Tariq and Ummehaany Azam dance to "Fly Me to the Moon" at their wedding reception.

Courtesy of Tariq Azam

Finding someone to spend your life with can be hard under any circumstances, but young observant Muslims will tell you that here in the U.S., it's doubly so. They have to navigate strict Islamic dating rules while interacting with the opposite gender in a Westernized world. Now, a handful of young Muslims think that a new app called Ishqr provides a partial solution.

Humaira Mubeen is one of the many Muslim millennials who self-identifies as a "Mipster," or Muslim hipster. "I became part of this community called Mipsters. It was a bunch of proud Muslim Americans coming together talking about a lot of issues," says Mubeen. "One of the topics of discussion was always trying to get married."
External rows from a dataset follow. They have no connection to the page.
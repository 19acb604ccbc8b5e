// SPDX-License-Identifier: BUSL-1.1
// Copyright (c) 2026 Alfred Jean LLC

use std::time::Duration;

use serde_json::json;
use tokio::io::{AsyncBufReadExt, AsyncWriteExt, BufReader};
use tokio::net::{TcpListener, UnixListener};
use tokio::sync::mpsc;
use yare::parameterized;

use super::*;

#[parameterized(
    host_and_port = { "example.com:9000", Target::Tcp { host: "example.com".into(), port: 9000 } },
    bare_host = { "localhost", Target::Tcp { host: "localhost".into(), port: 8100 } },
    ipv4 = { "127.0.0.1:8101", Target::Tcp { host: "127.0.0.1".into(), port: 8101 } },
    bracketed_ipv6 = { "[::1]:9000", Target::Tcp { host: "[::1]".into(), port: 9000 } },
    bracketed_ipv6_default = { "[::1]", Target::Tcp { host: "[::1]".into(), port: 8100 } },
    unix = { "unix:/tmp/stats.sock", Target::Unix(PathBuf::from("/tmp/stats.sock")) },
)]
fn target_parses(input: &str, expected: Target) {
    assert_eq!(Target::parse(input).unwrap(), expected);
}

#[parameterized(
    empty = { "" },
    empty_unix = { "unix:" },
    bad_port = { "host:port" },
    port_out_of_range = { "host:70000" },
    missing_host = { ":8100" },
    bare_ipv6 = { "::1" },
    bare_ipv6_with_port = { "fe80::1:8100" },
)]
fn target_rejects(input: &str) {
    assert!(matches!(Target::parse(input), Err(DashError::InvalidTarget(_))));
}

#[test]
fn target_displays_round_trip() {
    for s in ["example.com:9000", "unix:/tmp/stats.sock"] {
        assert_eq!(Target::parse(s).unwrap().to_string(), s);
    }
}

/// Serves canned replies, one per request line, and reports each request.
async fn tcp_server(replies: Vec<&'static str>) -> (Target, mpsc::UnboundedReceiver<String>) {
    let listener = TcpListener::bind("127.0.0.1:0").await.unwrap();
    let port = listener.local_addr().unwrap().port();
    let (tx, rx) = mpsc::unbounded_channel();
    tokio::spawn(async move {
        let mut replies = replies.into_iter();
        loop {
            let Ok((stream, _)) = listener.accept().await else { return };
            let (read, mut write) = stream.into_split();
            let mut lines = BufReader::new(read);
            loop {
                let mut request = String::new();
                if lines.read_line(&mut request).await.unwrap_or(0) == 0 {
                    break;
                }
                let _ = tx.send(request);
                match replies.next() {
                    Some("<close>") => break,
                    Some("<silent>") => {}
                    Some(reply) => {
                        let _ = write.write_all(format!("{reply}\r\n").as_bytes()).await;
                    }
                    None => return,
                }
            }
        }
    });
    (Target::Tcp { host: "127.0.0.1".into(), port }, rx)
}

#[tokio::test]
async fn poll_returns_decoded_reply() {
    let (target, mut requests) = tcp_server(vec![r#"{"jobcount":7}"#]).await;
    let mut client = MonitorClient::new(target);

    let data = client.poll(&["jobcount".to_string()]).await;

    assert_eq!(Value::Object(data), json!({"jobcount": 7}));
    assert_eq!(requests.recv().await.unwrap(), "[\"jobcount\"]\r\n");
    assert!(client.is_connected());
}

#[tokio::test]
async fn poll_dedupes_names_in_first_seen_order() {
    let (target, mut requests) = tcp_server(vec![r#"{"b":1,"a":2}"#]).await;
    let mut client = MonitorClient::new(target);

    let names = ["b", "a", "b", "a"].map(String::from);
    client.poll(&names).await;

    assert_eq!(requests.recv().await.unwrap(), "[\"b\",\"a\"]\r\n");
}

#[tokio::test]
async fn poll_with_no_names_sends_nothing() {
    let (target, mut requests) = tcp_server(vec![]).await;
    let mut client = MonitorClient::new(target);

    assert!(client.poll(&[]).await.is_empty());
    assert!(!client.is_connected());
    assert!(requests.try_recv().is_err());
}

#[tokio::test]
async fn non_object_reply_is_empty_and_reconnects() {
    let (target, _requests) = tcp_server(vec!["\"BAD\"", r#"{"slots":{}}"#]).await;
    let mut client = MonitorClient::new(target);

    assert!(client.poll(&["slots".to_string()]).await.is_empty());
    assert!(!client.is_connected());

    // The server moved on to its next connection; the client reconnects.
    let data = client.poll(&["slots".to_string()]).await;
    assert_eq!(Value::Object(data), json!({"slots": {}}));
}

#[tokio::test]
async fn server_hangup_is_empty() {
    let (target, _requests) = tcp_server(vec!["<close>"]).await;
    let mut client = MonitorClient::new(target);

    assert!(client.poll(&["jobs".to_string()]).await.is_empty());
    assert!(!client.is_connected());
}

#[tokio::test]
async fn silent_server_times_out() {
    let (target, _requests) = tcp_server(vec!["<silent>"]).await;
    let mut client = MonitorClient::new(target).with_timeout(Duration::from_millis(100));

    assert!(client.poll(&["jobs".to_string()]).await.is_empty());
    assert!(!client.is_connected());
}

#[tokio::test]
async fn refused_connection_is_empty() {
    let listener = std::net::TcpListener::bind("127.0.0.1:0").unwrap();
    let port = listener.local_addr().unwrap().port();
    drop(listener);
    let mut client = MonitorClient::new(Target::Tcp { host: "127.0.0.1".into(), port });

    assert!(client.poll(&["jobs".to_string()]).await.is_empty());
}

#[tokio::test]
async fn update_polls_subscribed_items() {
    let (target, mut requests) = tcp_server(vec![r#"{"jobs":{},"slots":{}}"#, r#"{"jobs":{}}"#]).await;
    let mut client = MonitorClient::new(target);
    assert!(client.add_item("jobs"));
    assert!(client.add_item("slots"));
    assert!(!client.add_item("jobs"));

    assert_eq!(client.update().await.len(), 2);
    assert_eq!(requests.recv().await.unwrap(), "[\"jobs\",\"slots\"]\r\n");

    assert!(client.remove_item("slots"));
    assert_eq!(client.items().collect::<Vec<_>>(), vec!["jobs"]);
    client.update().await;
    assert_eq!(requests.recv().await.unwrap(), "[\"jobs\"]\r\n");
    assert_eq!(Value::Object(client.data().clone()), json!({"jobs": {}}));
}

#[tokio::test]
async fn get_one_item_over_unix_socket() {
    let dir = tempfile::tempdir().unwrap();
    let path = dir.path().join("stats.sock");
    let listener = UnixListener::bind(&path).unwrap();
    tokio::spawn(async move {
        let (stream, _) = listener.accept().await.unwrap();
        let (read, mut write) = stream.into_split();
        let mut request = String::new();
        BufReader::new(read).read_line(&mut request).await.unwrap();
        assert_eq!(request, "[\"jobcount\"]\r\n");
        write.write_all(b"{\"jobcount\":3}\r\n").await.unwrap();
    });

    let mut client = MonitorClient::new(Target::Unix(path));
    assert_eq!(client.get_one_item("jobcount").await, Some(json!(3)));
}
Apparently, it's hard to find someone who is not only compatible, but also shares a mix of Muslim and American values. Mubeen says, "A year into being part of [the Mipster] community, I jokingly said, 'Why don't I make a website to connect all of you, because you all seem really cool?' "

Then the emails started pouring in with people asking where to sign up. Mubeen tried to explain that she had been joking, but eventually she felt compelled to build Ishqr, a website to help Muslims find each other. "If Instagram and dating apps had a baby, it would be Ishqr," says Mubeen.
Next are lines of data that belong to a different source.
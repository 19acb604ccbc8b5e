// SPDX-License-Identifier: BUSL-1.1
// Copyright (c) 2026 Alfred Jean LLC

//! Queue drain and completion rates derived from consecutive polls.

use std::time::Instant;

use serde::Serialize;
use serde_json::{Map, Value};

/// Cumulative counters read out of one poll.
#[derive(Debug, Clone, Copy, Default, PartialEq, Eq, Serialize)]
pub struct Counters {
    /// Items waiting across all work types
    pub queued: u64,
    /// Items currently assigned to workers
    pub assigned: u64,
    /// Items completed by workers
    pub completed: u64,
}

impl Counters {
    /// Sum `jobs[*].queued` and the `job_assignments` worker columns. Absent
    /// or degraded items count as zero.
    pub fn from_data(data: &Map<String, Value>) -> Self {
        let queued = data
            .get("jobs")
            .and_then(Value::as_object)
            .map(|jobs| {
                jobs.values().filter_map(|row| row.get("queued").and_then(Value::as_u64)).sum()
            })
            .unwrap_or(0);

        let workers = data
            .get("job_assignments")
            .and_then(|a| a.get("workers"))
            .and_then(Value::as_array)
            .map(Vec::as_slice)
            .unwrap_or_default();
        let column = |i: usize| -> u64 {
            workers.iter().filter_map(|w| w.get(i).and_then(Value::as_u64)).sum()
        };

        Self { queued, assigned: column(0), completed: column(2) }
    }
}

/// The one sample retained between polls.
#[derive(Debug, Clone, Copy, PartialEq)]
pub struct MetricSample {
    pub at: Instant,
    pub counters: Counters,
}

/// Per-second rates. `queued` is positive while the queue drains.
#[derive(Debug, Clone, Copy, Default, PartialEq, Serialize)]
pub struct Rates {
    pub queued: f64,
    pub completed: f64,
}

#[derive(Debug, Default)]
pub struct RateTracker {
    previous: Option<MetricSample>,
}

impl RateTracker {
    pub fn new() -> Self {
        Self::default()
    }

    pub fn previous(&self) -> Option<&MetricSample> {
        self.previous.as_ref()
    }

    /// Record `counters` taken at `at` and return rates against the previous
    /// sample. Zero on the first sample or when no time has passed.
    pub fn observe(&mut self, counters: Counters, at: Instant) -> Rates {
        let rates = match self.previous {
            Some(prev) => {
                let elapsed = at.saturating_duration_since(prev.at).as_secs_f64();
                if elapsed > 0.0 {
                    Rates {
                        queued: (prev.counters.queued as f64 - counters.queued as f64) / elapsed,
                        completed: (counters.completed as f64 - prev.counters.completed as f64)
                            / elapsed,
                    }
                } else {
                    Rates::default()
                }
            }
            None => Rates::default(),
        };
        self.previous = Some(MetricSample { at, counters });
        rates
    }
}

#[cfg(test)]
#[path = "rates_tests.rs"]
mod tests;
Ishq is an Arabic word for love, and the "r" was added at the end, Mubeen says, to make it sound more hip. More than 6,000 people have signed up on the Ishqr website since it went up just over a year ago. The app went live on iTunes in October.

Mubeen explains that when you sign up, Ishqr asks you for some basic information: a username, your religious preference (Shia, Sunni and "Just Muslim, yo" are all options) and why you've decided to join. She says people sign up to make friends, test the waters and sometimes to get married.

Some users come in with the mentality that, "If you don't want to get married in the next five months, let's not talk." Talking about marriage right up front might sound a little pushy, but it can work.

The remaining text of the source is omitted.